### Exercise directions
Across the entries, count the lines that include "memory" and report only that number.

(Dataset entries)
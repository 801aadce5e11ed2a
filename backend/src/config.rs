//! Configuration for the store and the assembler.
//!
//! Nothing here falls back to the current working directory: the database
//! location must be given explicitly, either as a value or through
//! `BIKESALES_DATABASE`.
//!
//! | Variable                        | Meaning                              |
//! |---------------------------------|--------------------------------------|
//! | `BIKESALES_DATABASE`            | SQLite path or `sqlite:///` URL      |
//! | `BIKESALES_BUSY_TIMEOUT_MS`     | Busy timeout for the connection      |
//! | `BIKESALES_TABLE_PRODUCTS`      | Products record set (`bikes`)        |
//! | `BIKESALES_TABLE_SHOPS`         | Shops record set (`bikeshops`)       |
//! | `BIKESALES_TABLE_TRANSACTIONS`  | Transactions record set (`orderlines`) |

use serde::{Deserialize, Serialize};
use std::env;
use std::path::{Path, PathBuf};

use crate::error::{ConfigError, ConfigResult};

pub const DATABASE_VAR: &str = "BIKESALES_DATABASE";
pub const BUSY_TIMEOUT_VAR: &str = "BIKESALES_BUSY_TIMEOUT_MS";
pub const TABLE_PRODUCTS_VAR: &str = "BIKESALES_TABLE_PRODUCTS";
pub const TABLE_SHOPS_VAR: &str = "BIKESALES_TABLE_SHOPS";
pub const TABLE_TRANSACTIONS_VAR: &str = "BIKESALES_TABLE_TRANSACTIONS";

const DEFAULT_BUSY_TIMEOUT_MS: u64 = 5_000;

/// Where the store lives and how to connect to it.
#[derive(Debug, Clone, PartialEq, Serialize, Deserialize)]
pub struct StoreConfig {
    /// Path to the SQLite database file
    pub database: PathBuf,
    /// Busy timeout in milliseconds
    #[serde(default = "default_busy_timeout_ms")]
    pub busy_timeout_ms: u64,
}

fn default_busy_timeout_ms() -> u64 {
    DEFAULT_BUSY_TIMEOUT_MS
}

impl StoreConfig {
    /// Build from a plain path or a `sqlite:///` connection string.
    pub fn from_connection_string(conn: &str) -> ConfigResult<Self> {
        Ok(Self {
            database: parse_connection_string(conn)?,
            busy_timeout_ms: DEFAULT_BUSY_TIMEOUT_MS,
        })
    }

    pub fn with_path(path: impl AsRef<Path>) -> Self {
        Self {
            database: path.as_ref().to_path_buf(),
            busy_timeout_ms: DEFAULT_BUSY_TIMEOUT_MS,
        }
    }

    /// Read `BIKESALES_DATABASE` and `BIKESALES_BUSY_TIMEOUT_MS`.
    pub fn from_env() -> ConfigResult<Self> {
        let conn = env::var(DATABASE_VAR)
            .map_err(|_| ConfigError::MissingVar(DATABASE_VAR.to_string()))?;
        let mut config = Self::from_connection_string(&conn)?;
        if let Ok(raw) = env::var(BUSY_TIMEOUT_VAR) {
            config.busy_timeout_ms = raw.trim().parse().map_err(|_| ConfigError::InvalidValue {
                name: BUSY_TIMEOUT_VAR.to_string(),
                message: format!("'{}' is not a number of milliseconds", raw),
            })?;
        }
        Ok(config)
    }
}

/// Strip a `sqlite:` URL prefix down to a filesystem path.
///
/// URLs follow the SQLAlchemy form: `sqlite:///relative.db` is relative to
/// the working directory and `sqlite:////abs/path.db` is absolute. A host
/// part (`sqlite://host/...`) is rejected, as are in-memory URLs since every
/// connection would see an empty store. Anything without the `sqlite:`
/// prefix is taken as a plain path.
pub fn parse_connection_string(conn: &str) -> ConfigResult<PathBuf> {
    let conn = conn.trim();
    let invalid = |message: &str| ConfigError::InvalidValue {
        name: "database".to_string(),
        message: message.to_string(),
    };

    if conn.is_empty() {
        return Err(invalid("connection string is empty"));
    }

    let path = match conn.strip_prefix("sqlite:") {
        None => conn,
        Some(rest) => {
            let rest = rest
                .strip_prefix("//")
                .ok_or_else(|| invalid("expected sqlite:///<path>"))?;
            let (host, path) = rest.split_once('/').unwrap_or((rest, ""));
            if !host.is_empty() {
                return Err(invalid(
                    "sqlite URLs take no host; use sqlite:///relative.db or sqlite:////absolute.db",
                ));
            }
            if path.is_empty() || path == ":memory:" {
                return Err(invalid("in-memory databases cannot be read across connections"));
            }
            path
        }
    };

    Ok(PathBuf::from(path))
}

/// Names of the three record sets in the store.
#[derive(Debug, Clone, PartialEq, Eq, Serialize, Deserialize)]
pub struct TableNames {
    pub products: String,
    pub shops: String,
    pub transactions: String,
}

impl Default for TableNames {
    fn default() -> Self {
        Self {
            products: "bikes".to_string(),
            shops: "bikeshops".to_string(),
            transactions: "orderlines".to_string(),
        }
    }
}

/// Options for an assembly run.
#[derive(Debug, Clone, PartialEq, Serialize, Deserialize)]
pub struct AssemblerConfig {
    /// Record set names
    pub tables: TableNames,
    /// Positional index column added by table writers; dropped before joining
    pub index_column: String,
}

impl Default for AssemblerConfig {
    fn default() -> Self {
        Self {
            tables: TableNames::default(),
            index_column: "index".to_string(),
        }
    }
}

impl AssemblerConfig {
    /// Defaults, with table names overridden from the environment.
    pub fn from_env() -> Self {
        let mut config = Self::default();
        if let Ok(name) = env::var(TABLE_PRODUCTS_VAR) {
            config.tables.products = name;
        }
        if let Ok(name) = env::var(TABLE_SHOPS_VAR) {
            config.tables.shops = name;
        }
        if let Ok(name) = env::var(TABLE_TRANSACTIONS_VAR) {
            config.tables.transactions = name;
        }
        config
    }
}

### Solution to this task
3